Serpro nega acesso a base fiscal em investigação após vazamentos no STF

Empresa estatal esclarece que não possui acesso aos dados fiscais dos órgãos que utilizam seu sistema, enquanto o STF apura vazamentos envolvendo parentes de ministros. [...]
Foto: Os ministros Alexandre de Moraes e Dias Toffoli, em sessão do plenário do

A empresa estatal Serpro negou ter acesso à base de dados fiscal após o Supremo Tribunal Federal (STF) investigar vazamentos de informações sigilosas de parentes de ministros da Corte. A estatal afirmou que seus servidores não têm permissão para consultar dados pessoais ou fiscais dos órgãos clientes, mas apenas gerenciam a infraestrutura tecnológica e sistemas disponibilizados.

Em nota, o Serpro destacou que os sistemas desenvolvidos pela empresa são rastreáveis, permitindo identificar irregularidades por meio de monitoramento e auditoria. O esclarecimento foi dado após uma operação do STF, em 17 de março, investigar servidores da Receita Federal cedidos a outros órgãos por suposta violação de sigilo fiscal de familiares de ministros.

Quatro servidores públicos foram alvos da investigação: Luiz Antônio Martins Nunes, Luciano Pery Santos Nascimento, Ruth Machado dos Santos e Ricardo Mansano de Moraes.

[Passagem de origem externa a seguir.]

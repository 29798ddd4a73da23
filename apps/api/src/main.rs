//! Auditrail API composition root.

#![forbid(unsafe_code)]

mod api_config;
mod api_router;
mod api_services;
mod dto;
mod error;
mod handlers;
mod middleware;
mod request_context;
mod state;

use std::net::SocketAddr;

use auditrail_core::AppError;
use tracing::{info, warn};

use crate::api_config::{ApiConfig, init_tracing};

#[tokio::main]
async fn main() -> Result<(), AppError> {
    dotenvy::dotenv().ok();
    init_tracing();

    let config = ApiConfig::load()?;
    let pool = api_services::connect_and_migrate(&config.database_url).await?;

    if config.migrate_only {
        info!("database migrations applied successfully");
        return Ok(());
    }

    let fallback_pool = api_services::connect_fallback_pool(&config).await?;
    let app_state = api_services::build_app_state(pool, fallback_pool, &config)?;
    let dispatcher = app_state.dispatcher.clone();
    let integrity_task = api_services::spawn_integrity_checks(
        app_state.audit_log_service.clone(),
        config.integrity_check_interval,
    );

    let app = api_router::build_router(app_state);
    let address = config.socket_address()?;
    let listener = tokio::net::TcpListener::bind(address)
        .await
        .map_err(|error| AppError::Internal(format!("failed to bind listener: {error}")))?;

    info!(%address, "auditrail-api listening");

    axum::serve(
        listener,
        app.into_make_service_with_connect_info::<SocketAddr>(),
    )
    .with_graceful_shutdown(shutdown_signal())
    .await
    .map_err(|error| AppError::Internal(format!("api server error: {error}")))?;

    if let Some(task) = integrity_task {
        task.abort();
    }

    let report = dispatcher.shutdown(config.shutdown_drain).await;
    if report.abandoned > 0 || report.timed_out {
        warn!(
            abandoned = report.abandoned,
            timed_out = report.timed_out,
            "audit dispatch stopped with undelivered events"
        );
    } else {
        info!("audit dispatch drained");
    }

    Ok(())
}

async fn shutdown_signal() {
    if let Err(error) = tokio::signal::ctrl_c().await {
        warn!(error = %error, "failed to listen for shutdown signal");
        std::future::pending::<()>().await;
    }
    info!("shutdown signal received");
}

Eles foram afastados de suas funções, tiveram o sigilo bancário, fiscal e telemático quebrado e foram proibidos de sair das cidades onde residem, além de estarem obrigados ao recolhimento domiciliar aos fins de semana e noites.

A Receita Federal e o STF não revelaram detalhadamente quais os órgãos envolvidos ou as vítimas dos vazamentos, mas confirmaram que houve acesso e divulgação ilegal de informações. Mansano de Moraes, um dos alvos, atua na gestão de créditos tributários e trabalha na delegacia de Presidente Prudente, em São Paulo.